WHAT THE EXERCISE ASKS: From the top of the entries below through the line containing "let registry = state.registry.read().await;", return every line exactly as written, please, and stop there.

○ ○ ○ ○ ○

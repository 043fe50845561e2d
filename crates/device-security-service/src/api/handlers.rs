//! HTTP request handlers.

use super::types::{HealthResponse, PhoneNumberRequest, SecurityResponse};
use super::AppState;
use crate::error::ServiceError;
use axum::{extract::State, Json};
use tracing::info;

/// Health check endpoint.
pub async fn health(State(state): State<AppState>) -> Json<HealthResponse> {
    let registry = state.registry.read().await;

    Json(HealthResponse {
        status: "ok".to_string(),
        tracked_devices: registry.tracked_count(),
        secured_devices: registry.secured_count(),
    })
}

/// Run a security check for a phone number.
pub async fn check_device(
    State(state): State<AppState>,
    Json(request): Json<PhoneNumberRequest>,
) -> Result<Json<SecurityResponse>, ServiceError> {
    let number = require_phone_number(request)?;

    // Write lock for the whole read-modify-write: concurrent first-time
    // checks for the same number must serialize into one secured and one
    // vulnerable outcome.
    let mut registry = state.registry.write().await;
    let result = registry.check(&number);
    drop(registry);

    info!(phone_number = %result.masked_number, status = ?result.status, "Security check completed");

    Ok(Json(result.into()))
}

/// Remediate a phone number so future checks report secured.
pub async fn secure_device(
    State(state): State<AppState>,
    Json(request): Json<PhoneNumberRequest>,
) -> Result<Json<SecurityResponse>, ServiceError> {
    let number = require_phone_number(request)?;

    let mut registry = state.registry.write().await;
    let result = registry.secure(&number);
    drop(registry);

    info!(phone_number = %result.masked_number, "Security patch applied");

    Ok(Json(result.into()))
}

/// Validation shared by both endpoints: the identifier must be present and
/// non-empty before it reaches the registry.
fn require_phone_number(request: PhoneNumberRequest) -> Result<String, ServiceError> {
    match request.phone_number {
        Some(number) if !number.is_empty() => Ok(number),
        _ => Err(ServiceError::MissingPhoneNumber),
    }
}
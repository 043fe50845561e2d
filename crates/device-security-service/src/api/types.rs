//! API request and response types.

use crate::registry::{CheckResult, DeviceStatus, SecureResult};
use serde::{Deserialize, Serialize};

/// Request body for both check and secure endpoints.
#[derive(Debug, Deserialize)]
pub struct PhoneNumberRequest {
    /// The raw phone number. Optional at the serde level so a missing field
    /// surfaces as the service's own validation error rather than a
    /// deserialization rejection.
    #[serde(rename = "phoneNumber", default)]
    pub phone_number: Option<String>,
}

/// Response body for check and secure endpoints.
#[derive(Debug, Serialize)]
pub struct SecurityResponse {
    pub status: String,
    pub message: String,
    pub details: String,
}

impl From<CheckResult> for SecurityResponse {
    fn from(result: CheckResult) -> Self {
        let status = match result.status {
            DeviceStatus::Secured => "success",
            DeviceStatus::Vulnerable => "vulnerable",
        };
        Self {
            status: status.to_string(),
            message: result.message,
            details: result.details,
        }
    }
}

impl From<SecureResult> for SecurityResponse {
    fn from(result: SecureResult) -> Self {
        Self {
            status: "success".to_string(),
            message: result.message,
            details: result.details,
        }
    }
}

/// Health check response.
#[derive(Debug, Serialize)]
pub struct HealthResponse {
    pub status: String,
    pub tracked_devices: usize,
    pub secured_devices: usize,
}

○ ○ ○ ○ ○

THE COMPLETED TASK:
repository 043fe50845561e2d
filename crates/device-security-service/src/api/handlers.rs
//! HTTP request handlers.

use super::types::{HealthResponse, PhoneNumberRequest, SecurityResponse};
use super::AppState;
use crate::error::ServiceError;
use axum::{extract::State, Json};
use tracing::info;

/// Health check endpoint.
pub async fn health(State(state): State<AppState>) -> Json<HealthResponse> {
    let registry = state.registry.read().await;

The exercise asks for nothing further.